(Input material begins)

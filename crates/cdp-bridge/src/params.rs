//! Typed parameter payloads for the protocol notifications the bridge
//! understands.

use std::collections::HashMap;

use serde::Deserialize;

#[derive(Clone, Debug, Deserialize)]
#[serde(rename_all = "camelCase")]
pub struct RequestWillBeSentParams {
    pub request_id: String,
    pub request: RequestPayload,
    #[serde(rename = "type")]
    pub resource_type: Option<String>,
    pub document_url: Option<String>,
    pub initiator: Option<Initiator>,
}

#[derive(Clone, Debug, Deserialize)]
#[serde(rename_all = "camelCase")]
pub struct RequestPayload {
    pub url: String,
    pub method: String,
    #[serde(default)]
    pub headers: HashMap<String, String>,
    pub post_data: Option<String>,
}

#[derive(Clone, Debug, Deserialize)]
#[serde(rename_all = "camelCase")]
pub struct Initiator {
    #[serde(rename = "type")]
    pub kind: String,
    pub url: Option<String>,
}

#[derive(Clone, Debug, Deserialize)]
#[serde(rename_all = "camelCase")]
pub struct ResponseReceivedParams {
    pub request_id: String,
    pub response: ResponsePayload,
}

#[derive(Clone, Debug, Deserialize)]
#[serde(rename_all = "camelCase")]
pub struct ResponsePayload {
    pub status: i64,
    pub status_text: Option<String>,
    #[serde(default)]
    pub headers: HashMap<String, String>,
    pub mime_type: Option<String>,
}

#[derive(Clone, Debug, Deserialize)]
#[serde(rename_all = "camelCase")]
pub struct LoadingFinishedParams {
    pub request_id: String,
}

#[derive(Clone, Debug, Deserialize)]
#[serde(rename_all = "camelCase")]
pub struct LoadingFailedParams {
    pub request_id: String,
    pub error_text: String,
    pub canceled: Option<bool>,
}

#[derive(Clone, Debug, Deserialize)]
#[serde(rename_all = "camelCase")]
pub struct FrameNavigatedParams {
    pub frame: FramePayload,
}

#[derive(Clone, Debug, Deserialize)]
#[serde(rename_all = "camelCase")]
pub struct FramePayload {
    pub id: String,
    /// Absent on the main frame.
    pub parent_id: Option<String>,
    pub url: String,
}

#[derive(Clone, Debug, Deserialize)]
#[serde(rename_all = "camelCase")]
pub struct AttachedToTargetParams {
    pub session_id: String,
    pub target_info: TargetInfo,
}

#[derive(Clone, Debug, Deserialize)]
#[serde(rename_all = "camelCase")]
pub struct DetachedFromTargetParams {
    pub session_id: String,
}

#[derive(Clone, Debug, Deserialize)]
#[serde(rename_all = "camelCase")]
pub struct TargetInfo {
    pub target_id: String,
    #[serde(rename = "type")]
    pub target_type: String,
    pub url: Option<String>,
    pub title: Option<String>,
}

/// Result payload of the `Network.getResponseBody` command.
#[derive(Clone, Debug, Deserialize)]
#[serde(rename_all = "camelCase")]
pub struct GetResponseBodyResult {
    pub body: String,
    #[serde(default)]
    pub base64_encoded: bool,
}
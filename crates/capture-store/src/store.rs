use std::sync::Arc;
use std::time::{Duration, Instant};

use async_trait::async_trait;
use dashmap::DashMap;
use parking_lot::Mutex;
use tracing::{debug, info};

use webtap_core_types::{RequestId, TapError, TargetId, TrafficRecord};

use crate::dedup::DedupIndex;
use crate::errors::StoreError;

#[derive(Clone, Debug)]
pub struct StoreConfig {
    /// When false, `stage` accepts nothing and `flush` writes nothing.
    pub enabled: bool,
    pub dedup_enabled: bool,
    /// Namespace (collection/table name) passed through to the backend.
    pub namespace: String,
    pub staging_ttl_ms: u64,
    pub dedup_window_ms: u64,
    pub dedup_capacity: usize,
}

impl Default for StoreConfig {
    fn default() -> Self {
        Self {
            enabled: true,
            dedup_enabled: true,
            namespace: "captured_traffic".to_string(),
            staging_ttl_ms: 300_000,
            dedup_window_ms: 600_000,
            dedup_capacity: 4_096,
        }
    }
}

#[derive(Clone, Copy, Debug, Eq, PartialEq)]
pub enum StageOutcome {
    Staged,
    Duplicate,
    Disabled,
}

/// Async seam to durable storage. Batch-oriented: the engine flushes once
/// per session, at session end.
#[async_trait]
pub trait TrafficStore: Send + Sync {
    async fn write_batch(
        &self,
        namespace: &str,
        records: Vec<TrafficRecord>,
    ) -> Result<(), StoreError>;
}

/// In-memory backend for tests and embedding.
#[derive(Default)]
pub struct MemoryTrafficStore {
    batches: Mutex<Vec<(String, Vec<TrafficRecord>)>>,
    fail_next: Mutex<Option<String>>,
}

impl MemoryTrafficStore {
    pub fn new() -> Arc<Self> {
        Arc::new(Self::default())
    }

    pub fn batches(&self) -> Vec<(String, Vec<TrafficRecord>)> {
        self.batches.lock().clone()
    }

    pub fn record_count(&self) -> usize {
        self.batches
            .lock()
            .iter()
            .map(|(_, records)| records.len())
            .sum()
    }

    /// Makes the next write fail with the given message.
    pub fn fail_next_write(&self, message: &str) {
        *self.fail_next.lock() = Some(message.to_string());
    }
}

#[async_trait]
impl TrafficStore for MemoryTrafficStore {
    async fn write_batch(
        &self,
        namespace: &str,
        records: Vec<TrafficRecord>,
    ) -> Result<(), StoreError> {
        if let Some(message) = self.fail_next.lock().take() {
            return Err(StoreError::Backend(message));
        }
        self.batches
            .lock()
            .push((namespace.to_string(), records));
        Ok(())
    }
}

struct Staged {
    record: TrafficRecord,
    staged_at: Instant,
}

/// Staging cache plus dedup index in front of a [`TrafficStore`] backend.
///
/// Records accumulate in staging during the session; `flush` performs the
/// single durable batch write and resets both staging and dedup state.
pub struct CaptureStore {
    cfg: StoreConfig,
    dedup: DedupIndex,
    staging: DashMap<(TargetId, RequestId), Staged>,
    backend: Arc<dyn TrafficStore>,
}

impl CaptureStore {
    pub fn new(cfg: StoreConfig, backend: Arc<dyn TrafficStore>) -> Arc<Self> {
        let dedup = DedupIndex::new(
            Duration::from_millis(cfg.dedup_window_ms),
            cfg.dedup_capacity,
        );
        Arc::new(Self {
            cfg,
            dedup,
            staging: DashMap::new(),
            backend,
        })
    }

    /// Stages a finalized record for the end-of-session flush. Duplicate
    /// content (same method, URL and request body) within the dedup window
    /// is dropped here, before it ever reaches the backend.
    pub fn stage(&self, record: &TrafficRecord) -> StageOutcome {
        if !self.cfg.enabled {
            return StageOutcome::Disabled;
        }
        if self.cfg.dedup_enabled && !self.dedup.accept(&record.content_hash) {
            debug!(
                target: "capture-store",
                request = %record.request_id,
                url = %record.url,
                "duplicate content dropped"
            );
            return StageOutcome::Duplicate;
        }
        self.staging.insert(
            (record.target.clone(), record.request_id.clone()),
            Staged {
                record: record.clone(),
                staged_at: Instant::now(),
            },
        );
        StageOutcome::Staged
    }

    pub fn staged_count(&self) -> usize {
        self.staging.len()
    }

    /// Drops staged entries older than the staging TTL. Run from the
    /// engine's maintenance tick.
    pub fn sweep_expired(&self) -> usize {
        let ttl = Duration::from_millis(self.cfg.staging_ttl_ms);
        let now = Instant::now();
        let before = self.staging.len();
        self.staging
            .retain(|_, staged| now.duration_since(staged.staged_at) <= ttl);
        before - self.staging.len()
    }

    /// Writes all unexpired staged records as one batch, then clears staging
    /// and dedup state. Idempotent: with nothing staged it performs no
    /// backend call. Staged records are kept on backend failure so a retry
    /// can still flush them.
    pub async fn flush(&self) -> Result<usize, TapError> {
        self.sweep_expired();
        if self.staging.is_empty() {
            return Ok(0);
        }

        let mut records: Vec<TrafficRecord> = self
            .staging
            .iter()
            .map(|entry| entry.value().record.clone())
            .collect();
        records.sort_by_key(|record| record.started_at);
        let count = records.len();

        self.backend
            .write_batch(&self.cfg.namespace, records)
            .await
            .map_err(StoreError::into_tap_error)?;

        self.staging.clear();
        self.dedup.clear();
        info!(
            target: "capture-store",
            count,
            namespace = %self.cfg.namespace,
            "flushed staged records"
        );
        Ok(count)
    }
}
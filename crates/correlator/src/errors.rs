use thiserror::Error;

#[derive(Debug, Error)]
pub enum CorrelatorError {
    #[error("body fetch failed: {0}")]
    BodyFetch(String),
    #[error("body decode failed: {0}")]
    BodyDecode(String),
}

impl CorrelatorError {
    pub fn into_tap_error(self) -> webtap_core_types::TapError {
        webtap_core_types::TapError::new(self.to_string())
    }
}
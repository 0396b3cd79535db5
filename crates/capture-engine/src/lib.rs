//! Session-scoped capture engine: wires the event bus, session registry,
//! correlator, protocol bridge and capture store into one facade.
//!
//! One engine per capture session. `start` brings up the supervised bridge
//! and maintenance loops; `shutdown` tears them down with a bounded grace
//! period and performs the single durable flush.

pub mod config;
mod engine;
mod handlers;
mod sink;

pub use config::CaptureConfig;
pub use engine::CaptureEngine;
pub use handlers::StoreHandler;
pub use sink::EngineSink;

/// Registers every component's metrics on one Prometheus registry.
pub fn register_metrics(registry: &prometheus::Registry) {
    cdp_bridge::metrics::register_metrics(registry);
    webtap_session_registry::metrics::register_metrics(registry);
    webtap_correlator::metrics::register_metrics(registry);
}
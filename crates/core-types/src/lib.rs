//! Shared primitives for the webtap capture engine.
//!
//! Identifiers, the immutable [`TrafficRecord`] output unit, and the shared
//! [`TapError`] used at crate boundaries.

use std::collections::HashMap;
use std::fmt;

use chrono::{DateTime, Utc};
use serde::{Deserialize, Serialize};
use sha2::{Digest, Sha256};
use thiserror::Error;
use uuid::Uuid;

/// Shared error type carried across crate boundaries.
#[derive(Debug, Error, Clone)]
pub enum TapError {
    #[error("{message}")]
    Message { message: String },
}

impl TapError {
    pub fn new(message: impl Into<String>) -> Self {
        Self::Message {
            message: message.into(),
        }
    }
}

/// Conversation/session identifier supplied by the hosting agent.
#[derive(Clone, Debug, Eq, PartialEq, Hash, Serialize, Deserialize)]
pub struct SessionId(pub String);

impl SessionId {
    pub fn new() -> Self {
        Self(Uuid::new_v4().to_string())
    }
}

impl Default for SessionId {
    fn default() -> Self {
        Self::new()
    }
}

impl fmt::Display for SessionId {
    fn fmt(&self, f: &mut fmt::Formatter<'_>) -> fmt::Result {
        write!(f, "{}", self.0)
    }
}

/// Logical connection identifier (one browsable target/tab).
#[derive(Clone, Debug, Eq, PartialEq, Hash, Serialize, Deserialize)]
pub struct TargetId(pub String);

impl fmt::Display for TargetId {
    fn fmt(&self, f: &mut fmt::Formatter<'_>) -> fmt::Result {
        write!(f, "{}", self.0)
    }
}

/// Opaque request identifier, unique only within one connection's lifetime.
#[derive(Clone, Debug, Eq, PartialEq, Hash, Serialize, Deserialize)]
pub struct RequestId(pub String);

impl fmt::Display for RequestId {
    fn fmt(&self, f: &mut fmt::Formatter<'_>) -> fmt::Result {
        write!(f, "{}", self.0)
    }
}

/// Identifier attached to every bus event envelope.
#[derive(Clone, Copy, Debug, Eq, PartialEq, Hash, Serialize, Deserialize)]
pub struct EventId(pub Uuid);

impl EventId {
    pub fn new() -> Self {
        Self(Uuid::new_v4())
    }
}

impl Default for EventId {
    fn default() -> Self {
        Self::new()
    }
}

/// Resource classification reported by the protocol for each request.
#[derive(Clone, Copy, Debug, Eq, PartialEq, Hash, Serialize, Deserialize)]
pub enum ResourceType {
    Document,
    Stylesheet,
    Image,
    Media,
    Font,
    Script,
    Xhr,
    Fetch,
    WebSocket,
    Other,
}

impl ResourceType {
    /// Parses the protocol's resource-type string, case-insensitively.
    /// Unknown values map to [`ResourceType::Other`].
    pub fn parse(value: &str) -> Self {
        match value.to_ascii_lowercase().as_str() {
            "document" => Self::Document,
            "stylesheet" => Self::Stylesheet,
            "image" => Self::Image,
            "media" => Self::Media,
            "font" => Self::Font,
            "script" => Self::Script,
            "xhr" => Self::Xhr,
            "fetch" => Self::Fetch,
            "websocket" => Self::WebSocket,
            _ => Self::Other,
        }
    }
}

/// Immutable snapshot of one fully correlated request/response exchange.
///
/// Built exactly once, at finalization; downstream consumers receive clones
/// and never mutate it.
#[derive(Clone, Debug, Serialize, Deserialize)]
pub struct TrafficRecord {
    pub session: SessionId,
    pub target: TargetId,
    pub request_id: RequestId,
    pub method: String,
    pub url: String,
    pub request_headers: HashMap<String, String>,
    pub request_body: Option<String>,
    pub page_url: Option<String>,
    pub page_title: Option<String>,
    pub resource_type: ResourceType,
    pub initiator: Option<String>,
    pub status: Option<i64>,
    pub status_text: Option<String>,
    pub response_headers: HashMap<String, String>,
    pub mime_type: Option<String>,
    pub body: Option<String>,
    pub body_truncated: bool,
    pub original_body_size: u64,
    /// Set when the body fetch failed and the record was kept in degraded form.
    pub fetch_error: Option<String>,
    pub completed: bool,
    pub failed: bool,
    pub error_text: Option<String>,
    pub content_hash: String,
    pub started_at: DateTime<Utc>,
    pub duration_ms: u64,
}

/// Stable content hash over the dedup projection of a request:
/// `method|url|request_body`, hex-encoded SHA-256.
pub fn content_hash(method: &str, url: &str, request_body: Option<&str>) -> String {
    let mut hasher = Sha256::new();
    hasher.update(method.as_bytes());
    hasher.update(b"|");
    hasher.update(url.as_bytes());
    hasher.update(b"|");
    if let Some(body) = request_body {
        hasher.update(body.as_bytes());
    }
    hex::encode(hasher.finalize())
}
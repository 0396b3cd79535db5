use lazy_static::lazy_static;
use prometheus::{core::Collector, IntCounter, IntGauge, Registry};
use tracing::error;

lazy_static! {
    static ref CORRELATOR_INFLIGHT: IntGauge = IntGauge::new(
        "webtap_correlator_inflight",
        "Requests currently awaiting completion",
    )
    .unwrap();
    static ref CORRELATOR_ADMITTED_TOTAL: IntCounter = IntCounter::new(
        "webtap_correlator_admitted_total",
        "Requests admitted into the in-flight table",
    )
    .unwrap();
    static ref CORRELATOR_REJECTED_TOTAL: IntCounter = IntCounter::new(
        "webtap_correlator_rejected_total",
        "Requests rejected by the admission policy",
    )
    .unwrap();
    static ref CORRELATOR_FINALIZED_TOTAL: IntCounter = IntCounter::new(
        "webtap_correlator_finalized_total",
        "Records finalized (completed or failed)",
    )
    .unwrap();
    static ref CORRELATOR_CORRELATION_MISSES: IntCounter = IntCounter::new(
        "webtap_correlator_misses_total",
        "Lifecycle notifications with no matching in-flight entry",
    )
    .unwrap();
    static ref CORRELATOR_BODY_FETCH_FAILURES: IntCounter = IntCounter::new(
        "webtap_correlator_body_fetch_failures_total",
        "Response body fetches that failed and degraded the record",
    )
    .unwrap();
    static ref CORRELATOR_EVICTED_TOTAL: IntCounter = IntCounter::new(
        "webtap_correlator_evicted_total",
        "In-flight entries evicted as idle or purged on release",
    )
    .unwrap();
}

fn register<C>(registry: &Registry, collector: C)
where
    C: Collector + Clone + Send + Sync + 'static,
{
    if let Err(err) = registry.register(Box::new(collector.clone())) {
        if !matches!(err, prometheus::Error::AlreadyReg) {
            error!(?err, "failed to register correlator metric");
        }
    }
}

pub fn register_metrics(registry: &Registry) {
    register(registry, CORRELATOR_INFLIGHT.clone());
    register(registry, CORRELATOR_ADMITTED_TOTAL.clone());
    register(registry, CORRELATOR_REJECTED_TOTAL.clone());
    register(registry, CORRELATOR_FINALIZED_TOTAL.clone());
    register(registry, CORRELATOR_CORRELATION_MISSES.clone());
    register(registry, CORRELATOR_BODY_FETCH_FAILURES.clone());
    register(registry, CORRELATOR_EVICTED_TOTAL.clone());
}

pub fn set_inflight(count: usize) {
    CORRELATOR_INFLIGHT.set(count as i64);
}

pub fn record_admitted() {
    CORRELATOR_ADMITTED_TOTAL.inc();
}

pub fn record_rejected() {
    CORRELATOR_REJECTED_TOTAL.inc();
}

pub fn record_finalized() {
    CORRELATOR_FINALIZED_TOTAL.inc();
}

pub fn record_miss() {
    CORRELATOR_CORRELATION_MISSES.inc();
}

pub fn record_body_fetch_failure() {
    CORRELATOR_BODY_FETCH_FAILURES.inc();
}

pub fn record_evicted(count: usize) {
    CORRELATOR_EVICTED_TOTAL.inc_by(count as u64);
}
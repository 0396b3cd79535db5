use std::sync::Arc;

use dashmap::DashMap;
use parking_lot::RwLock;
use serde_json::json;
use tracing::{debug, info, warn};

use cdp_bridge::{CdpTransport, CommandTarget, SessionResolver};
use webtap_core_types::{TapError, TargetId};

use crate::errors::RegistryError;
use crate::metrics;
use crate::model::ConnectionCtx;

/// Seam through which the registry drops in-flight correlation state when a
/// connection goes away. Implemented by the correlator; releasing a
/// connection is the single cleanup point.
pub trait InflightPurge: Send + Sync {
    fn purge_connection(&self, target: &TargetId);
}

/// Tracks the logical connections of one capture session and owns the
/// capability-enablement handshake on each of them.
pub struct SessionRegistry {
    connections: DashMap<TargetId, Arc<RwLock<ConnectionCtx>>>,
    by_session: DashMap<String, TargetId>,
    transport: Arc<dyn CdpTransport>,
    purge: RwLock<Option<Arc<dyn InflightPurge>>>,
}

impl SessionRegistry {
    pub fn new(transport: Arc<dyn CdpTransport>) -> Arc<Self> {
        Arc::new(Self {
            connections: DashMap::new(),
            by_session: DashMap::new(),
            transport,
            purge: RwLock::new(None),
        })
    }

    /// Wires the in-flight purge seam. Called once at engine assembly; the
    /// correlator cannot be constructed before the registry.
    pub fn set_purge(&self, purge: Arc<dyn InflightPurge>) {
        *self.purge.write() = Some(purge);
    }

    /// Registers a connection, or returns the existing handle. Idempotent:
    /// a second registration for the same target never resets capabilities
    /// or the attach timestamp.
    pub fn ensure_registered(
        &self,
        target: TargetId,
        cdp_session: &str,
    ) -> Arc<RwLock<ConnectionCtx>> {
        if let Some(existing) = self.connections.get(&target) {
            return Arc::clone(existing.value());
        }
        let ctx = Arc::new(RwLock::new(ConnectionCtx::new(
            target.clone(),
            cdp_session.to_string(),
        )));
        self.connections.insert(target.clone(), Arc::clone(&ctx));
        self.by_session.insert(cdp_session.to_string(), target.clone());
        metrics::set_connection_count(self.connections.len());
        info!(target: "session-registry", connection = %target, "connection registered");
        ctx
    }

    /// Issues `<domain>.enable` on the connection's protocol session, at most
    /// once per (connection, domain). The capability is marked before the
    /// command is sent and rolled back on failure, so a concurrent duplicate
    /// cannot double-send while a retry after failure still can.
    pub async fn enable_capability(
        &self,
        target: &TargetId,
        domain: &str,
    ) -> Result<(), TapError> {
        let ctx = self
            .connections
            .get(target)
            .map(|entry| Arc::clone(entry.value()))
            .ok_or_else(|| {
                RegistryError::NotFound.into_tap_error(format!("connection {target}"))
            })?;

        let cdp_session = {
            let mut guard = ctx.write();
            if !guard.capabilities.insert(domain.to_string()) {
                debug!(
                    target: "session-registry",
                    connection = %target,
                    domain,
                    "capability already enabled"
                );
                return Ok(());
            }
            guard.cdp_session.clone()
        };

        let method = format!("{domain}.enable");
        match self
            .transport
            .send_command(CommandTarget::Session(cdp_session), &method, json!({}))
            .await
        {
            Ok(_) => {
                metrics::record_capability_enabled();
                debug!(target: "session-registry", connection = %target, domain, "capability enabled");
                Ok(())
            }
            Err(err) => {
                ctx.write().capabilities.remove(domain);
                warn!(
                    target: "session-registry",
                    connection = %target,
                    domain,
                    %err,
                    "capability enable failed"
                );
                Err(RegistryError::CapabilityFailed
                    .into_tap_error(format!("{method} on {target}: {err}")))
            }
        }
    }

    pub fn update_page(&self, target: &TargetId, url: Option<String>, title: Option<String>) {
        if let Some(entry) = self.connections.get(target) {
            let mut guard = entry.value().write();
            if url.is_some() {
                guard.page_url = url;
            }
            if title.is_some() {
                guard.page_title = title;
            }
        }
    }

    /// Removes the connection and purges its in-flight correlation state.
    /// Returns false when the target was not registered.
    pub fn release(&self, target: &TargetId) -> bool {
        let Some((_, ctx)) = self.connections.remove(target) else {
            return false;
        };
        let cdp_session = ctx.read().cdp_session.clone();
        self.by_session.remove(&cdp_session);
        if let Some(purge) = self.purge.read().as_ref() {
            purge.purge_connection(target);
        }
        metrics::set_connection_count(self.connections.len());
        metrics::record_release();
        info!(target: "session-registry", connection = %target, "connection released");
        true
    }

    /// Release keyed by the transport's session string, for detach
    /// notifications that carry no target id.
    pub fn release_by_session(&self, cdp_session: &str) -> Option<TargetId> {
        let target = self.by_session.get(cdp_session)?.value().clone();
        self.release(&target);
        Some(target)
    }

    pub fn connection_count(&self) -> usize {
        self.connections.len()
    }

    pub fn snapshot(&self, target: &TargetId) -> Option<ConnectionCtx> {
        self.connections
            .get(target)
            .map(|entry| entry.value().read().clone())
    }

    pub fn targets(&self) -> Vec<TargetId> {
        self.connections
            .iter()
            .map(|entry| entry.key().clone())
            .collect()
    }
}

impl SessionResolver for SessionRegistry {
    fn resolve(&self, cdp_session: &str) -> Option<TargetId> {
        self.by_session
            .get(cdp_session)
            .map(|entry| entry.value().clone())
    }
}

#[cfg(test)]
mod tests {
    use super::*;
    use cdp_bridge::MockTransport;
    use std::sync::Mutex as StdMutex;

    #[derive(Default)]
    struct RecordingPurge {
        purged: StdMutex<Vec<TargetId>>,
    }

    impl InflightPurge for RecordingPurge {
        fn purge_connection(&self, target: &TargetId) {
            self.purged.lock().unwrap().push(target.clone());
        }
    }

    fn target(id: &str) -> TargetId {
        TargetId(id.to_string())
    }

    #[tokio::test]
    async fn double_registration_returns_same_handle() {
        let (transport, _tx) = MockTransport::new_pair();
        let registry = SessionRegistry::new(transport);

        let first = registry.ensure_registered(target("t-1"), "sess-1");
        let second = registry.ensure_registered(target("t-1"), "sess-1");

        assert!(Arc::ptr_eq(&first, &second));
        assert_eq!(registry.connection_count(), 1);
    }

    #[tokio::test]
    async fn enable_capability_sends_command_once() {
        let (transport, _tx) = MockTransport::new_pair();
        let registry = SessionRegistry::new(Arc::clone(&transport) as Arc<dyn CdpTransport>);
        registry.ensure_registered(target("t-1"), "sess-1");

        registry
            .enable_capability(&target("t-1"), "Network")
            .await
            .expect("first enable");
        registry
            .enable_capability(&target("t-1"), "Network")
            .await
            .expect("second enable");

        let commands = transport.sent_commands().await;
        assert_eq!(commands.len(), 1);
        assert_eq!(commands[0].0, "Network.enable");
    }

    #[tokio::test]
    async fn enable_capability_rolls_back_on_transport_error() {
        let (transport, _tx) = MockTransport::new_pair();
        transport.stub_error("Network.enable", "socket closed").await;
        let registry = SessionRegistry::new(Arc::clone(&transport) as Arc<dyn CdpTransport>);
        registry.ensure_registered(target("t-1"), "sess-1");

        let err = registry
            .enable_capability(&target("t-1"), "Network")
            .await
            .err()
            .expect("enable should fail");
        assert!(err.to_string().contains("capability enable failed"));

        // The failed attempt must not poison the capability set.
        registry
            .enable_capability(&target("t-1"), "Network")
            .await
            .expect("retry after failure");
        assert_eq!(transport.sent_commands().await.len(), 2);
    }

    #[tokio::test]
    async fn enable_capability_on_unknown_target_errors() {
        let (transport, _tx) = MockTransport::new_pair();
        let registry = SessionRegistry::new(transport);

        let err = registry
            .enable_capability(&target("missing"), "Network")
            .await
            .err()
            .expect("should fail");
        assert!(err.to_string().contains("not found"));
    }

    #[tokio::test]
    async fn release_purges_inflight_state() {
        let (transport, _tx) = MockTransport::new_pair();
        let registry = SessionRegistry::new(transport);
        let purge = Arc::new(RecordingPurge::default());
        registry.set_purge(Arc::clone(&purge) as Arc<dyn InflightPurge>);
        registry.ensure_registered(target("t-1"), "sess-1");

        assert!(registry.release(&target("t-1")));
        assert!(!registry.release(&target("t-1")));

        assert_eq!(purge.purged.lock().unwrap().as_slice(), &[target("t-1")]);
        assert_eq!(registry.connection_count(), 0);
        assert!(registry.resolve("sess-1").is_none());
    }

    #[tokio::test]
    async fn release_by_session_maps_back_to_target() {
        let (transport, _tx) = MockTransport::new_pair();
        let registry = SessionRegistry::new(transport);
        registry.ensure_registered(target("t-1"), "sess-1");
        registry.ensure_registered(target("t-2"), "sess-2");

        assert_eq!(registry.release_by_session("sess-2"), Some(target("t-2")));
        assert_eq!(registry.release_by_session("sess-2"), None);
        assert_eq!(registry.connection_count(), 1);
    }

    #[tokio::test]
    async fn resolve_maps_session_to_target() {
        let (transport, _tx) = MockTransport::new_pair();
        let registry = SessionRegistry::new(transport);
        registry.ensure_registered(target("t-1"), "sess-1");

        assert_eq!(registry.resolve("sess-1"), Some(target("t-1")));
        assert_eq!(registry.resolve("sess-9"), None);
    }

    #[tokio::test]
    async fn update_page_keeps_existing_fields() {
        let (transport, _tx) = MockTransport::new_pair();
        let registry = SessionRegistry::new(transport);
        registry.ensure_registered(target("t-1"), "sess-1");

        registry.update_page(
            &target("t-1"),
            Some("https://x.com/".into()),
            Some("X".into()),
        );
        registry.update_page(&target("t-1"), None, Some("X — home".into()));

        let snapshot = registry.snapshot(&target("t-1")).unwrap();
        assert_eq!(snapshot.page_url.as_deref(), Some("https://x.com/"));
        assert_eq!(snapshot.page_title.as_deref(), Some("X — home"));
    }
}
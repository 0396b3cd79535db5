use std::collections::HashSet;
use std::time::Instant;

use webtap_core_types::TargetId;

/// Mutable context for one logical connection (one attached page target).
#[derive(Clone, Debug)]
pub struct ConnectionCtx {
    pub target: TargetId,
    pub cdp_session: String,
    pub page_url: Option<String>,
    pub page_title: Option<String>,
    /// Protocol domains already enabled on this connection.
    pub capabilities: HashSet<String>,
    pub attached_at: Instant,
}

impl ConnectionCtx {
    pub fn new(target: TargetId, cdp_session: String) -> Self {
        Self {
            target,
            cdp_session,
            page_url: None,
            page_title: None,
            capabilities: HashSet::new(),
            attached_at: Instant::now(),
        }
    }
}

(Input material ends)

Assigned task: Look through the entries and copy every line in which the string "handlers" appears.

The answer:
mod handlers;
pub use handlers::StoreHandler;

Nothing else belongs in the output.